++++ Data supplied

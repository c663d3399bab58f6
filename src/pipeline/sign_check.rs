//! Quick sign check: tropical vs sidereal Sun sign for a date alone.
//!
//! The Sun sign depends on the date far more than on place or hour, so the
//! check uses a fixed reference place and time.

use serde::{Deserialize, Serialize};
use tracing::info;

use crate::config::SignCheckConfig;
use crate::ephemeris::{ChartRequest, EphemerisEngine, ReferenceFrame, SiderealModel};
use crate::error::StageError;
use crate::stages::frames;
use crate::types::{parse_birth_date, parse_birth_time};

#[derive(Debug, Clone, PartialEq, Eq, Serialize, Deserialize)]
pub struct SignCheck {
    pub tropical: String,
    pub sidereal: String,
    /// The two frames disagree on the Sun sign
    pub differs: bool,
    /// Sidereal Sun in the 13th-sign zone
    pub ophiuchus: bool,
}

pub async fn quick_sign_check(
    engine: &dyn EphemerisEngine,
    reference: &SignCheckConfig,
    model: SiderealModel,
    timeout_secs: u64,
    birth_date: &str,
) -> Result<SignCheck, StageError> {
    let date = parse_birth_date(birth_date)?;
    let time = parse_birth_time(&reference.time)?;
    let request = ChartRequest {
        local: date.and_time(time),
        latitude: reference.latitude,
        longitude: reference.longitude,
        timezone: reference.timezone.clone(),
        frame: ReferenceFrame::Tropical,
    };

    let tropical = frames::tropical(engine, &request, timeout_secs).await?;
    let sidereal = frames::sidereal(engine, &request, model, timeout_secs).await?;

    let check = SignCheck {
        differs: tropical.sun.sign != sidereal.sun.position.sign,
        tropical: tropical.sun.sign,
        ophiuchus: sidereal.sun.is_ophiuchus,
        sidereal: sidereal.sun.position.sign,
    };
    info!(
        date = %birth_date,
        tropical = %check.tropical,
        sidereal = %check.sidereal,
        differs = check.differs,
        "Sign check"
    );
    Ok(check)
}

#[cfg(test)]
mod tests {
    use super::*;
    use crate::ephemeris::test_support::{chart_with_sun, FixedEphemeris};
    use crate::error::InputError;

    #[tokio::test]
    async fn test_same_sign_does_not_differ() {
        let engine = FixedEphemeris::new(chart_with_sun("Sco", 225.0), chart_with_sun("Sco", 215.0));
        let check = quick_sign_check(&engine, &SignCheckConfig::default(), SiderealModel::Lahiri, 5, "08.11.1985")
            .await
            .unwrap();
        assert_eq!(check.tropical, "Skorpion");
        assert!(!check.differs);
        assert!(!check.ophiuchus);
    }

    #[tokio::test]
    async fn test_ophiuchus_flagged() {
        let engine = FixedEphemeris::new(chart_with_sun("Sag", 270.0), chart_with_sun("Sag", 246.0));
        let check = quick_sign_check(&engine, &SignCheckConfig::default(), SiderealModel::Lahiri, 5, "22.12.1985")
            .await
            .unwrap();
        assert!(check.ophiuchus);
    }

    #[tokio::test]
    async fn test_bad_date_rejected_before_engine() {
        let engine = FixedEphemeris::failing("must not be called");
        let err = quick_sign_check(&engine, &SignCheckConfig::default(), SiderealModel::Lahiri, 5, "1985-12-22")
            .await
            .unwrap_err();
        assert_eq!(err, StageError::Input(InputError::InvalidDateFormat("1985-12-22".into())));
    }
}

++++++++

Give the data again, exactly as it appears above.

# Output for this exercise:
repository c663d3399bab58f6
filename src/pipeline/sign_check.rs
//! Quick sign check: tropical vs sidereal Sun sign for a date alone.
//!
//! The Sun sign depends on the date far more than on place or hour, so the
//! check uses a fixed reference place and time.

use serde::{Deserialize, Serialize};
use tracing::info;

use crate::config::SignCheckConfig;
use crate::ephemeris::{ChartRequest, EphemerisEngine, ReferenceFrame, SiderealModel};
use crate::error::StageError;
use crate::stages::frames;
use crate::types::{parse_birth_date, parse_birth_time};

#[derive(Debug, Clone, PartialEq, Eq, Serialize, Deserialize)]
pub struct SignCheck {
    pub tropical: String,
    pub sidereal: String,
    /// The two frames disagree on the Sun sign
    pub differs: bool,
    /// Sidereal Sun in the 13th-sign zone
    pub ophiuchus: bool,
}

pub async fn quick_sign_check(
    engine: &dyn EphemerisEngine,
    reference: &SignCheckConfig,
    model: SiderealModel,
    timeout_secs: u64,
    birth_date: &str,
) -> Result<SignCheck, StageError> {
    let date = parse_birth_date(birth_date)?;
    let time = parse_birth_time(&reference.time)?;
    let request = ChartRequest {
        local: date.and_time(time),
        latitude: reference.latitude,
        longitude: reference.longitude,
        timezone: reference.timezone.clone(),
        frame: ReferenceFrame::Tropical,
    };

    let tropical = frames::tropical(engine, &request, timeout_secs).await?;
    let sidereal = frames::sidereal(engine, &request, model, timeout_secs).await?;

    let check = SignCheck {
        differs: tropical.sun.sign != sidereal.sun.position.sign,
        tropical: tropical.sun.sign,
        ophiuchus: sidereal.sun.is_ophiuchus,
        sidereal: sidereal.sun.position.sign,
    };
    info!(
        date = %birth_date,
        tropical = %check.tropical,
        sidereal = %check.sidereal,
        differs = check.differs,
        "Sign check"
    );
    Ok(check)
}

#[cfg(test)]
mod tests {
    use super::*;
    use crate::ephemeris::test_support::{chart_with_sun, FixedEphemeris};
    use crate::error::InputError;

    #[tokio::test]
    async fn test_same_sign_does_not_differ() {
        let engine = FixedEphemeris::new(chart_with_sun("Sco", 225.0), chart_with_sun("Sco", 215.0));
        let check = quick_sign_check(&engine, &SignCheckConfig::default(), SiderealModel::Lahiri, 5, "08.11.1985")
            .await
            .unwrap();
        assert_eq!(check.tropical, "Skorpion");
        assert!(!check.differs);
        assert!(!check.ophiuchus);
    }

    #[tokio::test]
    async fn test_ophiuchus_flagged() {
        let engine = FixedEphemeris::new(chart_with_sun("Sag", 270.0), chart_with_sun("Sag", 246.0));
        let check = quick_sign_check(&engine, &SignCheckConfig::default(), SiderealModel::Lahiri, 5, "22.12.1985")
            .await
            .unwrap();
        assert!(check.ophiuchus);
    }

    #[tokio::test]
    async fn test_bad_date_rejected_before_engine() {
        let engine = FixedEphemeris::failing("must not be called");
        let err = quick_sign_check(&engine, &SignCheckConfig::default(), SiderealModel::Lahiri, 5, "1985-12-22")
            .await
            .unwrap_err();
        assert_eq!(err, StageError::Input(InputError::InvalidDateFormat("1985-12-22".into())));
    }
}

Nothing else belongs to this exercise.